As previously reported, VACo’s 2025 top funding priority is to support legislative action to implement the recommendations of JLARC’s landmark 2023 report on Virginia’s K-12 Funding Formula where they coincide with local prevailing practices. In the near term, VACo encourages prioritization of efforts to restore pre-recession era K-12 funding, especially eliminating the cap on support positions; provide full state support for the actual number of K-12 staff positions employed; and revise the methodology for calculating teacher salaries to reflect the actual salaries more adequately being paid by school divisions. Though progress has been made in recent years by the state in restoring support position funding, fully eliminating the support cap would provide more than $200 million to local governments across the Commonwealth for K-12 education costs being solely funded by localities.

In further detail, SB 977 would require the Department of Education (the Department)…

  • in calculating nonpersonal costs in the Standards of Quality funding formula, to include the costs associated with work-related employee travel and leased facilities;
  • in calculating the deduction of federal funds in the Standards of Quality funding formula, to examine actual school division spending on support costs as a percentage of actual school division spending on all public education costs, with certain exceptions such as food service;
  • in calculating the costs in the Standards of Quality funding formula beginning with fiscal year 2029, to include all employee benefit costs incurred by a majority of school divisions;
  • in calculating the cost of salaries under the Standards of Quality funding formula, to include facilities staff and transportation staff salaries in the calculation of any cost of competing adjustment to salaries for instructional and support positions; and
  • in estimating the cost of any compensation supplement for instruction and support positions under the Standards of Quality funding formula, to include an estimate the cost of such a compensation supplement for facilities staff.

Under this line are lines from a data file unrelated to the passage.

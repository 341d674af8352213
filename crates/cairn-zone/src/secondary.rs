//! Secondary server trust: who may transfer a zone, and who is notified
//! when it changes.
//!
//! Trust is by source address only. Nothing is trusted until it is added.

use std::net::{IpAddr, SocketAddr};

use ipnet::IpNet;
use parking_lot::RwLock;
use tracing::debug;

use crate::{Result, ZoneError};

/// Per-zone secondary settings.
#[derive(Debug, Default)]
pub struct SecondaryRegistry {
    /// Servers that receive NOTIFY.
    notify_targets: RwLock<Vec<SocketAddr>>,
    /// Networks allowed to initiate AXFR.
    allowed_transfer: RwLock<Vec<IpNet>>,
}

impl SecondaryRegistry {
    /// Creates an empty registry.
    pub fn new() -> Self {
        Self::default()
    }

    /// Adds a NOTIFY target. Returns false if it was already present.
    pub fn add_notify_target(&self, target: SocketAddr) -> bool {
        let mut targets = self.notify_targets.write();
        if targets.contains(&target) {
            return false;
        }
        targets.push(target);
        true
    }

    /// Removes a NOTIFY target. Returns true if it was present.
    pub fn remove_notify_target(&self, target: SocketAddr) -> bool {
        let mut targets = self.notify_targets.write();
        let before = targets.len();
        targets.retain(|t| *t != target);
        targets.len() != before
    }

    /// Returns the NOTIFY targets.
    pub fn notify_targets(&self) -> Vec<SocketAddr> {
        self.notify_targets.read().clone()
    }

    /// Allows transfers from `ip`.
    ///
    /// `ip` is `addr`, `addr/len` or `addr, len`; `prefix` may give the
    /// length instead. Without either, the entry is host-only.
    pub fn add_allowed_transfer_ip(&self, ip: &str, prefix: Option<u8>) -> Result<()> {
        let net = parse_transfer_prefix(ip, prefix)?;
        let mut allowed = self.allowed_transfer.write();
        if !allowed.contains(&net) {
            debug!(%net, "transfer prefix allowed");
            allowed.push(net);
        }
        Ok(())
    }

    /// Revokes a transfer entry. Returns true if it was present.
    pub fn remove_allowed_transfer_ip(&self, ip: &str, prefix: Option<u8>) -> Result<bool> {
        let net = parse_transfer_prefix(ip, prefix)?;
        let mut allowed = self.allowed_transfer.write();
        let before = allowed.len();
        allowed.retain(|n| *n != net);
        Ok(allowed.len() != before)
    }

    /// Returns the allowed transfer networks.
    pub fn allowed_transfer(&self) -> Vec<IpNet> {
        self.allowed_transfer.read().clone()
    }

    /// Returns true if `peer` parses as an address inside an allowed
    /// network. Unparseable input is never allowed.
    pub fn is_transfer_allowed(&self, peer: &str) -> bool {
        peer.trim()
            .parse::<IpAddr>()
            .is_ok_and(|addr| self.is_transfer_allowed_addr(addr))
    }

    /// Returns true if `peer` lies inside an allowed network of the same
    /// address family.
    pub fn is_transfer_allowed_addr(&self, peer: IpAddr) -> bool {
        self.allowed_transfer
            .read()
            .iter()
            .any(|net| net.contains(&peer))
    }
}

/// Parses an allow-list entry into a network with its host bits cleared.
pub fn parse_transfer_prefix(input: &str, prefix: Option<u8>) -> Result<IpNet> {
    let trimmed = input.trim();
    let (addr, embedded) = match trimmed.split_once(|c: char| c == '/' || c == ',') {
        Some((addr, len)) => {
            let len = len.trim().parse::<u8>().map_err(|_| {
                ZoneError::transfer_prefix(input, format!("bad prefix length {:?}", len.trim()))
            })?;
            (addr.trim(), Some(len))
        }
        None => (trimmed, None),
    };

    let addr: IpAddr = addr
        .parse()
        .map_err(|_| ZoneError::transfer_prefix(input, "not an IP address"))?;

    let len = match (embedded, prefix) {
        (Some(a), Some(b)) if a != b => {
            return Err(ZoneError::transfer_prefix(
                input,
                format!("prefix /{a} conflicts with /{b}"),
            ));
        }
        (Some(len), _) | (None, Some(len)) => len,
        (None, None) => match addr {
            IpAddr::V4(_) => 32,
            IpAddr::V6(_) => 128,
        },
    };

    IpNet::new(addr, len)
        .map(|net| net.trunc())
        .map_err(|_| ZoneError::transfer_prefix(input, format!("prefix /{len} is too long")))
}

#[cfg(test)]
mod tests {
    use super::*;

    fn registry(entries: &[&str]) -> SecondaryRegistry {
        let registry = SecondaryRegistry::new();
        for entry in entries {
            registry.add_allowed_transfer_ip(entry, None).unwrap();
        }
        registry
    }

    #[test]
    fn test_cidr_matching() {
        let reg = registry(&["1.1.1.0/24", "2001:db8::/32"]);
        assert!(reg.is_transfer_allowed("1.1.1.5"));
        assert!(!reg.is_transfer_allowed("2.2.2.2"));
        assert!(reg.is_transfer_allowed("2001:db8::1"));
        assert!(!reg.is_transfer_allowed("2001:db9::1"));
    }

    #[test]
    fn test_garbage_never_matches() {
        let reg = registry(&["0.0.0.0/0", "::/0"]);
        for peer in ["invalid_ip", "1234", "1.1.1.256", "", "::g"] {
            assert!(!reg.is_transfer_allowed(peer), "{peer}");
        }
    }

    #[test]
    fn test_catch_all_per_family() {
        let v4 = registry(&["0.0.0.0/0"]);
        assert!(v4.is_transfer_allowed("203.0.113.9"));
        assert!(!v4.is_transfer_allowed("2001:db8::1"));
        // No IPv4-mapped coercion.
        assert!(!v4.is_transfer_allowed("::ffff:1.2.3.4"));

        let v6 = registry(&["::/0"]);
        assert!(v6.is_transfer_allowed("fe80::1"));
        assert!(!v6.is_transfer_allowed("10.0.0.1"));
    }

    #[test]
    fn test_host_only_default() {
        let reg = registry(&["192.0.2.7"]);
        assert!(reg.is_transfer_allowed("192.0.2.7"));
        assert!(!reg.is_transfer_allowed("192.0.2.8"));
    }

    #[test]
    fn test_prefix_forms() {
        assert_eq!(
            parse_transfer_prefix("10.1.2.3/8", None).unwrap(),
            "10.0.0.0/8".parse::<IpNet>().unwrap()
        );
        assert_eq!(
            parse_transfer_prefix(" 10.1.2.3 , 16 ", None).unwrap(),
            "10.1.0.0/16".parse::<IpNet>().unwrap()
        );
        assert_eq!(
            parse_transfer_prefix("2001:db8::5", Some(64)).unwrap(),
            "2001:db8::/64".parse::<IpNet>().unwrap()
        );
        assert!(parse_transfer_prefix("10.0.0.0/8", Some(8)).is_ok());
    }

    #[test]
    fn test_prefix_errors() {
        for (input, prefix) in [
            ("10.0.0.0/33", None),
            ("2001:db8::/129", None),
            ("10.0.0.0/8", Some(16)),
            ("10.0.0.0/x", None),
            ("host.example", None),
        ] {
            assert!(
                matches!(
                    parse_transfer_prefix(input, prefix),
                    Err(ZoneError::InvalidTransferPrefix { .. })
                ),
                "{input}"
            );
        }
    }

    #[test]
    fn test_remove_allowed() {
        let reg = registry(&["10.0.0.0/8"]);
        assert!(reg.remove_allowed_transfer_ip("10.0.0.0", Some(8)).unwrap());
        assert!(!reg.remove_allowed_transfer_ip("10.0.0.0/8", None).unwrap());
        assert!(!reg.is_transfer_allowed("10.0.0.1"));
    }

    #[test]
    fn test_notify_targets() {
        let reg = SecondaryRegistry::new();
        let target: SocketAddr = "192.0.2.53:53".parse().unwrap();
        assert!(reg.add_notify_target(target));
        assert!(!reg.add_notify_target(target));
        assert_eq!(reg.notify_targets(), vec![target]);
        assert!(reg.remove_notify_target(target));
        assert!(reg.notify_targets().is_empty());
    }
}
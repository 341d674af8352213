//! DNS protocol error types.
//!
//! Errors are split into wire-level parse failures, name failures, header
//! failures and RDATA/EDNS failures. Parse failures inside a single resource
//! record are recoverable at the message level (the record is skipped);
//! header failures are not.

use thiserror::Error;

/// Result type alias for DNS protocol operations.
pub type Result<T> = std::result::Result<T, Error>;

/// DNS protocol errors.
#[derive(Error, Debug, Clone, PartialEq, Eq)]
pub enum Error {
    // =========================================================================
    // Wire Format Errors
    // =========================================================================
    /// Buffer is too short to contain the expected data.
    #[error("buffer too short: expected at least {expected} bytes, got {actual}")]
    BufferTooShort {
        /// Expected minimum size.
        expected: usize,
        /// Actual buffer size.
        actual: usize,
    },

    /// A read ran past the available bits.
    #[error("unexpected end of data at offset {offset}")]
    UnexpectedEof {
        /// Byte offset where EOF was encountered.
        offset: usize,
    },

    /// Invalid data encountered during parsing.
    #[error("invalid data at offset {offset}: {message}")]
    InvalidData {
        /// Byte offset of the invalid data.
        offset: usize,
        /// Description of the error.
        message: String,
    },

    /// A field value does not fit the bit width it is written with.
    #[error("value {value} does not fit in {width} bits")]
    FieldOverflow {
        /// The value that was written.
        value: u64,
        /// Width of the field in bits.
        width: u8,
    },

    // =========================================================================
    // Domain Name Errors
    // =========================================================================
    /// Label exceeds maximum length of 63 bytes.
    #[error("label too long: {length} bytes exceeds maximum of 63")]
    LabelTooLong {
        /// Actual label length.
        length: usize,
    },

    /// Domain name exceeds maximum length of 255 bytes.
    #[error("name too long: {length} bytes exceeds maximum of 255")]
    NameTooLong {
        /// Actual name length in wire format.
        length: usize,
    },

    /// Label type bits `01` or `10` (extended / reserved label types).
    #[error("unsupported label type 0x{bits:02x} at offset {offset}")]
    InvalidLabelType {
        /// The two high bits of the length byte.
        bits: u8,
        /// Offset of the length byte.
        offset: usize,
    },

    /// Presentation-format name could not be parsed.
    #[error("invalid name {input:?}: {message}")]
    InvalidName {
        /// The text that failed to parse.
        input: String,
        /// Description of the error.
        message: String,
    },

    /// Compression pointer that does not point strictly backwards.
    #[error("invalid compression pointer at offset {offset}: points to {target}")]
    InvalidCompressionPointer {
        /// Offset of the pointer.
        offset: usize,
        /// Target offset the pointer references.
        target: usize,
    },

    /// Too many compression pointer jumps.
    #[error("too many compression pointer jumps (>{max_jumps})")]
    TooManyCompressionJumps {
        /// Maximum allowed jumps.
        max_jumps: usize,
    },

    // =========================================================================
    // RDATA Errors
    // =========================================================================
    /// RDATA length does not match what the type requires.
    #[error("RDATA length mismatch for {rtype}: expected {expected}, got {actual}")]
    RDataLengthMismatch {
        /// Record type.
        rtype: String,
        /// Expected length.
        expected: usize,
        /// Actual length.
        actual: usize,
    },

    /// Encoded RDATA does not fit the 16-bit RDLENGTH field.
    #[error("RDATA for {rtype} is {length} bytes, exceeds 65535")]
    RDataOverflow {
        /// Record type.
        rtype: String,
        /// Encoded length.
        length: usize,
    },

    /// Invalid RDATA content.
    #[error("invalid RDATA for {rtype}: {message}")]
    InvalidRData {
        /// Record type.
        rtype: String,
        /// Error description.
        message: String,
    },

    // =========================================================================
    // EDNS Errors
    // =========================================================================
    /// Invalid EDNS option.
    #[error("invalid EDNS option {code}: {message}")]
    InvalidEdnsOption {
        /// Option code.
        code: u16,
        /// Error description.
        message: String,
    },

    // =========================================================================
    // Message Errors
    // =========================================================================
    /// Message exceeds maximum size.
    #[error("message too large: {size} bytes exceeds maximum of {max_size}")]
    MessageTooLarge {
        /// Actual message size.
        size: usize,
        /// Maximum allowed size.
        max_size: usize,
    },
}

impl Error {
    /// Creates a new `BufferTooShort` error.
    #[inline]
    pub fn buffer_too_short(expected: usize, actual: usize) -> Self {
        Self::BufferTooShort { expected, actual }
    }

    /// Creates a new `UnexpectedEof` error.
    #[inline]
    pub fn unexpected_eof(offset: usize) -> Self {
        Self::UnexpectedEof { offset }
    }

    /// Creates a new `InvalidData` error.
    #[inline]
    pub fn invalid_data(offset: usize, message: impl Into<String>) -> Self {
        Self::InvalidData {
            offset,
            message: message.into(),
        }
    }

    /// Creates a new `LabelTooLong` error.
    #[inline]
    pub fn label_too_long(length: usize) -> Self {
        Self::LabelTooLong { length }
    }

    /// Creates a new `NameTooLong` error.
    #[inline]
    pub fn name_too_long(length: usize) -> Self {
        Self::NameTooLong { length }
    }

    /// Creates a new `InvalidName` error.
    #[inline]
    pub fn invalid_name(input: impl Into<String>, message: impl Into<String>) -> Self {
        Self::InvalidName {
            input: input.into(),
            message: message.into(),
        }
    }

    /// Creates a new `InvalidRData` error.
    #[inline]
    pub fn invalid_rdata(rtype: impl Into<String>, message: impl Into<String>) -> Self {
        Self::InvalidRData {
            rtype: rtype.into(),
            message: message.into(),
        }
    }

    /// Creates a new `InvalidEdnsOption` error.
    #[inline]
    pub fn invalid_edns_option(code: u16, message: impl Into<String>) -> Self {
        Self::InvalidEdnsOption {
            code,
            message: message.into(),
        }
    }

    /// Returns true if this error means the input bytes are malformed
    /// (as opposed to a value we refuse to encode).
    #[inline]
    pub fn is_malformed(&self) -> bool {
        matches!(
            self,
            Self::BufferTooShort { .. }
                | Self::UnexpectedEof { .. }
                | Self::InvalidData { .. }
                | Self::InvalidLabelType { .. }
                | Self::InvalidCompressionPointer { .. }
                | Self::TooManyCompressionJumps { .. }
                | Self::RDataLengthMismatch { .. }
        )
    }
}

#[cfg(test)]
mod tests {
    use super::*;

    #[test]
    fn test_error_display() {
        let err = Error::buffer_too_short(12, 8);
        assert_eq!(
            err.to_string(),
            "buffer too short: expected at least 12 bytes, got 8"
        );

        let err = Error::label_too_long(64);
        assert_eq!(
            err.to_string(),
            "label too long: 64 bytes exceeds maximum of 63"
        );

        let err = Error::FieldOverflow { value: 16, width: 4 };
        assert_eq!(err.to_string(), "value 16 does not fit in 4 bits");
    }

    #[test]
    fn test_error_classification() {
        assert!(Error::buffer_too_short(10, 5).is_malformed());
        assert!(Error::unexpected_eof(3).is_malformed());
        assert!(Error::InvalidCompressionPointer { offset: 12, target: 40 }.is_malformed());
        assert!(!Error::invalid_rdata("CAA", "tag too long").is_malformed());
    }
}
//! Query handler interface.
//!
//! Transports parse a query, hand it to a [`QueryHandler`] together with a
//! [`Respond`] sink, and write out whatever the handler sends. Most queries
//! produce exactly one response; AXFR produces a stream of them.

use async_trait::async_trait;
use cairn_metrics::QueryTimer;
use cairn_proto::{Message, ResponseCode};
use std::net::SocketAddr;
use std::time::Instant;
use tracing::debug;

use super::{Protocol, Result};

/// Context for a DNS query.
#[derive(Debug, Clone)]
pub struct QueryContext {
    /// Client address.
    pub peer: SocketAddr,

    /// Transport the query arrived on.
    pub protocol: Protocol,

    /// When the query was received.
    pub received_at: Instant,
}

impl QueryContext {
    /// Creates a new query context.
    pub fn new(peer: SocketAddr, protocol: Protocol) -> Self {
        Self {
            peer,
            protocol,
            received_at: Instant::now(),
        }
    }

    /// Returns the elapsed time since the query was received.
    pub fn elapsed(&self) -> std::time::Duration {
        self.received_at.elapsed()
    }
}

/// Sink for the responses to one query.
#[async_trait]
pub trait Respond: Send {
    /// Sends one response.
    ///
    /// `keep_open == false` marks the last message for the query. An error
    /// means the client can no longer be reached; callers stop sending.
    async fn respond(&mut self, response: Message, keep_open: bool) -> Result<()>;
}

/// Query handler trait.
///
/// Implementations call [`Respond::respond`] zero or more times. Not
/// calling it at all drops the query.
#[async_trait]
pub trait QueryHandler: Send + Sync {
    /// Handles a DNS query.
    async fn handle(&self, query: Message, respond: &mut dyn Respond, ctx: QueryContext);
}

/// A handler that returns REFUSED for every query.
pub struct RefusedHandler;

#[async_trait]
impl QueryHandler for RefusedHandler {
    async fn handle(&self, query: Message, respond: &mut dyn Respond, ctx: QueryContext) {
        let mut response = Message::response_from_request(&query);
        response.set_rcode(ResponseCode::Refused);
        if let Err(error) = respond.respond(response, false).await {
            debug!(%error, peer = %ctx.peer, "failed to send response");
        }
    }
}

/// Wraps a handler and records query, response and latency metrics.
pub struct MeteredHandler<H> {
    inner: H,
}

impl<H: QueryHandler> MeteredHandler<H> {
    /// Wraps `inner`.
    pub fn new(inner: H) -> Self {
        Self { inner }
    }

    /// Returns the wrapped handler.
    pub fn inner(&self) -> &H {
        &self.inner
    }
}

struct MeteredRespond<'a> {
    inner: &'a mut dyn Respond,
    protocol: &'static str,
}

#[async_trait]
impl Respond for MeteredRespond<'_> {
    async fn respond(&mut self, response: Message, keep_open: bool) -> Result<()> {
        cairn_metrics::metrics().record_response(self.protocol, response.rcode().name());
        self.inner.respond(response, keep_open).await
    }
}

#[async_trait]
impl<H: QueryHandler> QueryHandler for MeteredHandler<H> {
    async fn handle(&self, query: Message, respond: &mut dyn Respond, ctx: QueryContext) {
        let protocol = ctx.protocol.name();
        let qtype = query
            .question()
            .map_or_else(|| "NONE".to_string(), |q| q.qtype.to_string());
        cairn_metrics::metrics().record_query(protocol, &qtype);

        let timer = QueryTimer::start(protocol);
        let mut metered = MeteredRespond {
            inner: respond,
            protocol,
        };
        self.inner.handle(query, &mut metered, ctx).await;
        timer.finish();
    }
}

/// Collects responses in memory.
#[derive(Debug, Default)]
pub struct BufferedResponder {
    /// Responses in send order, with their `keep_open` flag.
    pub responses: Vec<(Message, bool)>,
}

impl BufferedResponder {
    /// Creates an empty collector.
    pub fn new() -> Self {
        Self::default()
    }

    /// Returns just the messages.
    pub fn messages(&self) -> Vec<&Message> {
        self.responses.iter().map(|(m, _)| m).collect()
    }
}

#[async_trait]
impl Respond for BufferedResponder {
    async fn respond(&mut self, response: Message, keep_open: bool) -> Result<()> {
        self.responses.push((response, keep_open));
        Ok(())
    }
}

#[cfg(test)]
mod tests {
    use super::*;
    use cairn_proto::{Name, Question, RecordClass, RecordType};
    use std::str::FromStr;

    fn query() -> Message {
        Message::query(
            7,
            Question::new(Name::from_str("example.com").unwrap(), RecordType::A, RecordClass::IN),
        )
    }

    #[tokio::test]
    async fn test_refused_handler() {
        let mut sink = BufferedResponder::new();
        let ctx = QueryContext::new("127.0.0.1:5353".parse().unwrap(), Protocol::Udp);
        RefusedHandler.handle(query(), &mut sink, ctx).await;

        assert_eq!(sink.responses.len(), 1);
        let (response, keep_open) = &sink.responses[0];
        assert!(!keep_open);
        assert_eq!(response.id(), 7);
        assert_eq!(response.rcode(), ResponseCode::Refused);
        assert!(response.header.is_response());
    }

    /// A sink whose client has gone away.
    #[derive(Default)]
    struct ClosedResponder {
        attempts: usize,
    }

    #[async_trait]
    impl Respond for ClosedResponder {
        async fn respond(&mut self, _response: Message, _keep_open: bool) -> Result<()> {
            self.attempts += 1;
            Err(std::io::Error::from(std::io::ErrorKind::BrokenPipe).into())
        }
    }

    #[tokio::test]
    async fn test_refused_handler_survives_send_failure() {
        let mut sink = ClosedResponder::default();
        let ctx = QueryContext::new("127.0.0.1:5353".parse().unwrap(), Protocol::Udp);
        RefusedHandler.handle(query(), &mut sink, ctx).await;
        assert_eq!(sink.attempts, 1);
    }

    #[tokio::test]
    async fn test_metered_handler_passes_through() {
        let handler = MeteredHandler::new(RefusedHandler);
        let mut sink = BufferedResponder::new();
        let ctx = QueryContext::new("127.0.0.1:5353".parse().unwrap(), Protocol::Tcp);
        let before = cairn_metrics::metrics().queries_total();

        handler.handle(query(), &mut sink, ctx).await;

        assert_eq!(sink.responses.len(), 1);
        assert!(cairn_metrics::metrics().queries_total() > before);
    }
}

The bill also prohibits the Department from applying any cap on inflation rate adjustments to non-personal cost categories during the biennial process of re-benchmarking the aid to the public education budget. The bill (a) requires a per-pupil Standards of Quality funding add-on to be provided for each special education student; (b) requires support services positions to be funded based on a calculation of prevailing costs and prohibits such positions from being subject to any method of funding calculation that caps the number of funded support services positions based on a ratio of such positions to students enrolled in the school division, with the exception of certain support services positions enumerated in the bill; and (c) establishes the At-Risk Program for the purpose of supporting programs and services for students who are educationally at-risk, including programs and services of prevention, intervention, or remediation.

This bill will likely be joined by additional legislation and budget amendments that will be reported on and supported by VACo. As previously reported, legislation such as SB 977 is critical to moving forward with much needed funding reforms.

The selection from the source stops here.